]> git.sesse.net Git - plocate/commitdiff
Support patterns shorter than 3 bytes.
authorSteinar H. Gunderson <steinar+git@gunderson.no>
Mon, 28 Sep 2020 22:27:06 +0000 (00:27 +0200)
committerSteinar H. Gunderson <steinar+git@gunderson.no>
Mon, 28 Sep 2020 22:27:06 +0000 (00:27 +0200)

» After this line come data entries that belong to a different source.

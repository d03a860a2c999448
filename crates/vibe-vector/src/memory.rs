//! Exact, in-process vector index.
//!
//! Brute-force dot product over every stored vector of the requested
//! modality. Points are kept in insertion order, which is also the
//! tie-break between equal scores. Nothing is persisted.

use async_trait::async_trait;
use tokio::sync::RwLock;

use vibe_core::error::Result;
use vibe_core::traits::VectorIndex;
use vibe_core::types::{Filter, ModalitySpec, Point, PointRecord, ScoredPoint};
use vibe_core::vector::{check_vector, dot};

pub struct InMemoryIndex {
    modalities: Vec<ModalitySpec>,
    points: RwLock<Vec<Point>>,
}

impl InMemoryIndex {
    pub fn new(modalities: Vec<ModalitySpec>) -> Self {
        Self { modalities, points: RwLock::new(Vec::new()) }
    }
}

#[async_trait]
impl VectorIndex for InMemoryIndex {
    fn modalities(&self) -> &[ModalitySpec] { &self.modalities }

    async fn query(&self, vector: &[f32], modality: &str, filter: Option<&Filter>, k: usize) -> Result<Vec<ScoredPoint>> {
        check_vector(&self.modalities, modality, vector)?;
        let points = self.points.read().await;
        let mut hits: Vec<ScoredPoint> = points
            .iter()
            .filter(|p| filter.map_or(true, |f| f.matches(&p.payload)))
            .filter_map(|p| {
                p.vectors.get(modality).map(|v| ScoredPoint { id: p.id, score: dot(vector, v), payload: p.payload.clone() })
            })
            .collect();
        // stable: equal scores keep insertion order
        hits.sort_by(|a, b| b.score.total_cmp(&a.score));
        hits.truncate(k);
        Ok(hits)
    }

    async fn upsert(&self, point: Point) -> Result<()> {
        for (modality, v) in &point.vectors {
            check_vector(&self.modalities, modality, v)?;
        }
        let mut points = self.points.write().await;
        match points.iter_mut().find(|p| p.id == point.id) {
            Some(existing) => *existing = point,
            None => points.push(point),
        }
        Ok(())
    }

    async fn count(&self) -> Result<usize> { Ok(self.points.read().await.len()) }

    async fn scroll(&self, limit: usize) -> Result<Vec<PointRecord>> {
        let points = self.points.read().await;
        Ok(points
            .iter()
            .take(limit)
            .map(|p| {
                let mut modalities: Vec<String> = p.vectors.keys().cloned().collect();
                modalities.sort();
                PointRecord { id: p.id, modalities, payload: p.payload.clone() }
            })
            .collect())
    }
}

This isn't very efficient, but it appears to still be slightly better
than mlocate.

plocate.cpp

index 138eb36705473458d8d04cd64313292aa36db55f..3d30adbbc5dd5a7bd04c0925bc60591501d33746 100644 (file)
@@ -74,6 +74,7 @@ public:
        const unsigned char *
        get_compressed_posting_list(const Trigram *trigram) const;
        string_view get_compressed_filename_block(uint32_t docid) const;
+       size_t get_num_filename_blocks() const;
 
 private:
        const int fd;
@@ -137,6 +138,15 @@ string_view Corpus::get_compressed_filename_block(uint32_t docid) const
        return { compressed, compressed_size };
 }
 
+size_t Corpus::get_num_filename_blocks() const
+{
+       // The beginning of the filename blocks is the end of the filename index blocks.
+       const uint64_t *filename_offsets_end = (const uint64_t *)(data + filename_offsets[0]);
+
+       // Subtract the sentinel block.
+       return filename_offsets_end - filename_offsets - 1;
+}
+
 size_t scan_docid(const string &needle, uint32_t docid, const Corpus &corpus,
                   unordered_map<string, bool> *access_rx_cache)
 {
@@ -187,6 +197,19 @@ void do_search_file(const string &needle, const char *filename)
 
        Corpus corpus(fd);
 
+       if (needle.size() < 3) {
+               // Too short for trigram matching. Apply brute force.
+               // (We could have searched through all trigrams that matched
+               // the pattern and done a union of them, but that's a lot of
+               // work for fairly unclear gain.)
+               unordered_map<string, bool> access_rx_cache;
+               uint32_t num_blocks = corpus.get_num_filename_blocks();
+               for (uint32_t docid = 0; docid < num_blocks; ++docid) {
+                       scan_docid(needle, docid, corpus, &access_rx_cache);
+               }
+               return;
+       }
+
        vector<const Trigram *> trigrams;
        for (size_t i = 0; i < needle.size() - 2; ++i) {
                uint32_t trgm = read_trigram(needle, i);